**WORK ORDER**:
Each line below must be transcribed with no word changed.

DATASET RECORDS Block Start

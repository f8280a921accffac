// Copyright (c) 2022 Huawei Technologies Co.,Ltd. All rights reserved.
//
// sysMaster is licensed under Mulan PSL v2.
// You can use this software according to the terms and conditions of the Mulan
// PSL v2.
// You may obtain a copy of Mulan PSL v2 at:
//         http://license.coscl.org.cn/MulanPSL2
// THIS SOFTWARE IS PROVIDED ON AN "AS IS" BASIS, WITHOUT WARRANTIES OF ANY
// KIND, EITHER EXPRESS OR IMPLIED, INCLUDING BUT NOT LIMITED TO
// NON-INFRINGEMENT, MERCHANTABILITY OR FIT FOR A PARTICULAR PURPOSE.
// See the Mulan PSL v2 for more details.
//! Socket activation: one listening unix socket per activation-enabled
//! service, created before boot and watched while its service is stopped.
use crate::{
    registry::Registry,
    service::ServiceState,
    supervisor::{StartOutcome, Supervisor},
};
use basic::{fd_util, socket_util};
use std::os::unix::prelude::RawFd;

/// listen backlog of activation sockets
pub const DEFAULT_BACKLOG: usize = 8;

/// Creates and tears down the activation sockets.
#[derive(Debug, Clone)]
pub struct SocketActivation {
    backlog: usize,
}

impl Default for SocketActivation {
    fn default() -> Self {
        SocketActivation::new(DEFAULT_BACKLOG)
    }
}

impl SocketActivation {
    ///
    pub fn new(backlog: usize) -> Self {
        SocketActivation { backlog }
    }

    /// Open a listener for every service with a socket path. A service whose
    /// socket cannot be created is left without one. Returns the number of
    /// listeners opened.
    pub fn setup(&self, registry: &mut Registry) -> usize {
        let mut opened = 0;
        for svc in registry.iter_mut() {
            let path = match svc.socket_path() {
                Some(p) => p.to_path_buf(),
                None => continue,
            };
            if svc.listen_fd().is_some() {
                continue;
            }

            match socket_util::unix_listen(&path, self.backlog) {
                Ok(fd) => {
                    log::info!(
                        "{}: listening on {} (fd {}).",
                        svc.name(),
                        path.display(),
                        fd
                    );
                    svc.set_listen_fd(Some(fd));
                    opened += 1;
                }
                Err(e) => {
                    log::error!(
                        "{}: failed to listen on {}: {}",
                        svc.name(),
                        path.display(),
                        e
                    );
                }
            }
        }
        opened
    }

    /// Listeners that should wake the event loop: those of stopped services.
    pub fn watch_fds(registry: &Registry) -> Vec<RawFd> {
        registry
            .iter()
            .filter(|s| s.state() == ServiceState::Stopped)
            .filter_map(|s| s.listen_fd())
            .collect()
    }

    /// A listener became readable: start its service if it is still
    /// stopped. The pending connection stays queued for the service to
    /// accept. Returns whether a process was launched.
    pub fn dispatch(supervisor: &mut Supervisor, fd: RawFd) -> bool {
        let idx = match supervisor.registry().find_by_listen_fd(fd) {
            Some(v) => v,
            None => {
                log::warn!("Activity on unknown listener fd {}.", fd);
                return false;
            }
        };
        let (name, state) = match supervisor.registry().get(idx) {
            Some(s) => (s.name().to_string(), s.state()),
            None => return false,
        };
        if state != ServiceState::Stopped {
            return false;
        }

        log::info!("Connection on {} socket, activating.", name);
        match supervisor.start(&name) {
            Ok(StartOutcome::Launched(_)) => true,
            Ok(_) => false,
            Err(e) => {
                log::error!("Activation of {} failed: {}", name, e);
                false
            }
        }
    }

    /// Close every listener and remove its socket file.
    pub fn cleanup(registry: &mut Registry) {
        for svc in registry.iter_mut() {
            let fd = match svc.listen_fd() {
                Some(fd) => fd,
                None => continue,
            };
            fd_util::close(fd);
            svc.set_listen_fd(None);
            if let Some(path) = svc.socket_path() {
                if let Err(e) = std::fs::remove_file(path) {
                    log::debug!("Failed to remove {}: {}", path.display(), e);
                }
            }
        }
    }
}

DATASET RECORDS Block End

**SOLUTION**:
repository f8280a921accffac
// Copyright (c) 2022 Huawei Technologies Co.,Ltd. All rights reserved.
//
// sysMaster is licensed under Mulan PSL v2.
// You can use this software according to the terms and conditions of the Mulan
// PSL v2.
// You may obtain a copy of Mulan PSL v2 at:
//         http://license.coscl.org.cn/MulanPSL2
// THIS SOFTWARE IS PROVIDED ON AN "AS IS" BASIS, WITHOUT WARRANTIES OF ANY
// KIND, EITHER EXPRESS OR IMPLIED, INCLUDING BUT NOT LIMITED TO
// NON-INFRINGEMENT, MERCHANTABILITY OR FIT FOR A PARTICULAR PURPOSE.
// See the Mulan PSL v2 for more details.
//! Socket activation: one listening unix socket per activation-enabled
//! service, created before boot and watched while its service is stopped.
use crate::{
    registry::Registry,
    service::ServiceState,
    supervisor::{StartOutcome, Supervisor},
};
use basic::{fd_util, socket_util};
use std::os::unix::prelude::RawFd;

/// listen backlog of activation sockets
pub const DEFAULT_BACKLOG: usize = 8;

/// Creates and tears down the activation sockets.
#[derive(Debug, Clone)]
pub struct SocketActivation {
    backlog: usize,
}

impl Default for SocketActivation {
    fn default() -> Self {
        SocketActivation::new(DEFAULT_BACKLOG)
    }
}

impl SocketActivation {
    ///
    pub fn new(backlog: usize) -> Self {
        SocketActivation { backlog }
    }

    /// Open a listener for every service with a socket path. A service whose
    /// socket cannot be created is left without one. Returns the number of
    /// listeners opened.
    pub fn setup(&self, registry: &mut Registry) -> usize {
        let mut opened = 0;
        for svc in registry.iter_mut() {
            let path = match svc.socket_path() {
                Some(p) => p.to_path_buf(),
                None => continue,
            };
            if svc.listen_fd().is_some() {
                continue;
            }

            match socket_util::unix_listen(&path, self.backlog) {
                Ok(fd) => {
                    log::info!(
                        "{}: listening on {} (fd {}).",
                        svc.name(),
                        path.display(),
                        fd
                    );
                    svc.set_listen_fd(Some(fd));
                    opened += 1;
                }
                Err(e) => {
                    log::error!(
                        "{}: failed to listen on {}: {}",
                        svc.name(),
                        path.display(),
                        e
                    );
                }
            }
        }
        opened
    }

    /// Listeners that should wake the event loop: those of stopped services.
    pub fn watch_fds(registry: &Registry) -> Vec<RawFd> {
        registry
            .iter()
            .filter(|s| s.state() == ServiceState::Stopped)
            .filter_map(|s| s.listen_fd())
            .collect()
    }

    /// A listener became readable: start its service if it is still
    /// stopped. The pending connection stays queued for the service to
    /// accept. Returns whether a process was launched.
    pub fn dispatch(supervisor: &mut Supervisor, fd: RawFd) -> bool {
        let idx = match supervisor.registry().find_by_listen_fd(fd) {
            Some(v) => v,
            None => {
                log::warn!("Activity on unknown listener fd {}.", fd);
                return false;
            }
        };
        let (name, state) = match supervisor.registry().get(idx) {
            Some(s) => (s.name().to_string(), s.state()),
            None => return false,
        };
        if state != ServiceState::Stopped {
            return false;
        }

        log::info!("Connection on {} socket, activating.", name);
        match supervisor.start(&name) {
            Ok(StartOutcome::Launched(_)) => true,
            Ok(_) => false,
            Err(e) => {
                log::error!("Activation of {} failed: {}", name, e);
                false
            }
        }
    }

    /// Close every listener and remove its socket file.
    pub fn cleanup(registry: &mut Registry) {
        for svc in registry.iter_mut() {
            let fd = match svc.listen_fd() {
                Some(fd) => fd,
                None => continue,
            };
            fd_util::close(fd);
            svc.set_listen_fd(None);
            if let Some(path) = svc.socket_path() {
                if let Err(e) = std::fs::remove_file(path) {
                    log::debug!("Failed to remove {}: {}", path.display(), e);
                }
            }
        }
    }
}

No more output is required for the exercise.